I recently read the book, “The Perfect Investment” by Paul Moore. Good Read. To sum it up in a sentence, Moore believe that investing in proven syndicators, with proven managers, in a growing market is the perfect investment. He makes a case that investing in multi-family units less than 100 is ultimately a waste of time and fast track to failure.

I understand this publication is effectively a passive advertisement for his own funds, but I want to understand if people in the BP community feel the same. He is pretty strong instating the working your way up by buying 10units and increasing more, does not work out.

I am wanting to transition careers into full-time real estate and I want to invest in large multi-family and build my experience in this area. I am focused on building a portfolio of Class C/B properties, value add, refinance, and expand/grow. This is what i want to do for the next 20 years...
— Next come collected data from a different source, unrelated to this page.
use std::{fs, path::Path};

use anyhow::{Context, Result};
use serde::{Deserialize, Serialize};
use sha2::{Digest, Sha256};
use tracing::{debug, instrument};

use crate::{
    audio,
    export::ExportSettings,
    media::{MediaLibrary, RendererRegistry},
    model::Project,
    render::Compositor,
    time::{frame_to_seconds, total_frames},
};

const PARITY_SCHEMA_VERSION: u32 = 1;

/// Fingerprints of everything an export derives from a project, minus codec
/// output. Two runs over the same project and settings must match exactly.
#[derive(Debug, Clone, Serialize, Deserialize, PartialEq, Eq)]
pub struct ParityReport {
    pub schema_version: u32,
    pub project_id: String,
    pub track_count: usize,
    pub clip_count: usize,
    pub frame_count: u64,
    pub render_failures: usize,
    pub project_hash: String,
    pub plan_hash: String,
    pub pixel_hash: String,
    pub audio_hash: String,
}

#[instrument(skip_all, fields(project_id = %project.id, fps = settings.fps))]
pub fn generate_parity_report(
    project: &Project,
    library: &dyn MediaLibrary,
    registry: &RendererRegistry,
    settings: &ExportSettings,
) -> Result<ParityReport> {
    let project_bytes = serde_json::to_vec(project).context("failed to serialize project")?;
    let frame_count = total_frames(project.total_duration(), settings.fps);

    let mut plan_hasher = Sha256::new();
    let mut pixel_hasher = Sha256::new();
    let mut compositor = Compositor::new(
        library,
        registry,
        settings.width,
        settings.height,
        settings.seek_tolerance,
    );
    for frame in 0..frame_count {
        let (plan, raster) = compositor.render(project, frame_to_seconds(frame, settings.fps));
        let plan_bytes = serde_json::to_vec(&plan).context("failed to serialize frame plan")?;
        plan_hasher.update(&plan_bytes);
        pixel_hasher.update(&raster.pixels);
    }
    let render_failures = compositor.finish().len();

    let mixdown = audio::mix_project(
        project,
        library,
        settings.audio_sample_rate,
        settings.audio_channels,
    );
    let mut audio_bytes = Vec::with_capacity(mixdown.audio.samples.len() * 2);
    for sample in &mixdown.audio.samples {
        let quantized = (sample.clamp(-1.0, 1.0) * f32::from(i16::MAX)).round() as i16;
        audio_bytes.extend_from_slice(&quantized.to_le_bytes());
    }

    debug!(frame_count, render_failures, "parity fingerprints computed");
    Ok(ParityReport {
        schema_version: PARITY_SCHEMA_VERSION,
        project_id: project.id.to_string(),
        track_count: project.tracks.len(),
        clip_count: project.clips.len(),
        frame_count,
        render_failures,
        project_hash: hash_hex(&project_bytes),
        plan_hash: format!("{:x}", plan_hasher.finalize()),
        pixel_hash: format!("{:x}", pixel_hasher.finalize()),
        audio_hash: hash_hex(&audio_bytes),
    })
}

pub fn read_parity_report(path: &Path) -> Result<ParityReport> {
    let bytes = fs::read(path)
        .with_context(|| format!("failed to read parity report: {}", path.display()))?;
    let report: ParityReport =
        serde_json::from_slice(&bytes).context("failed to parse parity report json")?;
    Ok(report)
}

pub fn write_parity_report(path: &Path, report: &ParityReport) -> Result<()> {
    if let Some(parent) = path.parent() {
        fs::create_dir_all(parent)
            .with_context(|| format!("failed to create parity directory: {}", parent.display()))?;
    }

    let json = serde_json::to_vec_pretty(report).context("failed to encode parity report json")?;
    fs::write(path, json)
        .with_context(|| format!("failed to write parity report: {}", path.display()))?;
    Ok(())
}

fn hash_hex(bytes: &[u8]) -> String {
    let digest = Sha256::digest(bytes);
    format!("{digest:x}")
}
What are your thoughts? Is it a fools errand? What is Moore missing?

 Michael,

How are you man?

Here's my perspective:

1. 100-unit and larger apartment complexes is more efficient than smaller apartments because 100-units or larger can afford a full time PM and full time maintenance personnel. So I agree that 100 units is a good threshold when one syndicates an apartment deal

2. HOWEVER, since you have more competition for 100-units and above specially from institutional investors, the cap rates and profits from big apartment complexes like those are squeezed - you buy them at higher price per unit and therefore your cap rate and over-all profit tend to be smaller (or the profitability coming from the economies of scale is 'canceled out' in some cases)

In fact, what my partner Nate and I found is that we can buy better deals with apartments less than 100 units (but bigger than 29 units to achieve enough economies of scale - so we're getting great deals with apartments 30-90 units).

3. Do you have to start with 100-units + and just be passive if you can't? Not necessarily. It depends on your market, your goals, your skills and what resources you already have or can have access to.

For example, If you're a super busy brain surgeon making $1M a year in income, buying a 10-unit building is a waste of time. You're making $500/hour and if all you make on a 10-unit building is $2,000/month cashflow...and you have to spend 5 hours a month managing the manager of the building - you're actually losing money and it does not make sense. 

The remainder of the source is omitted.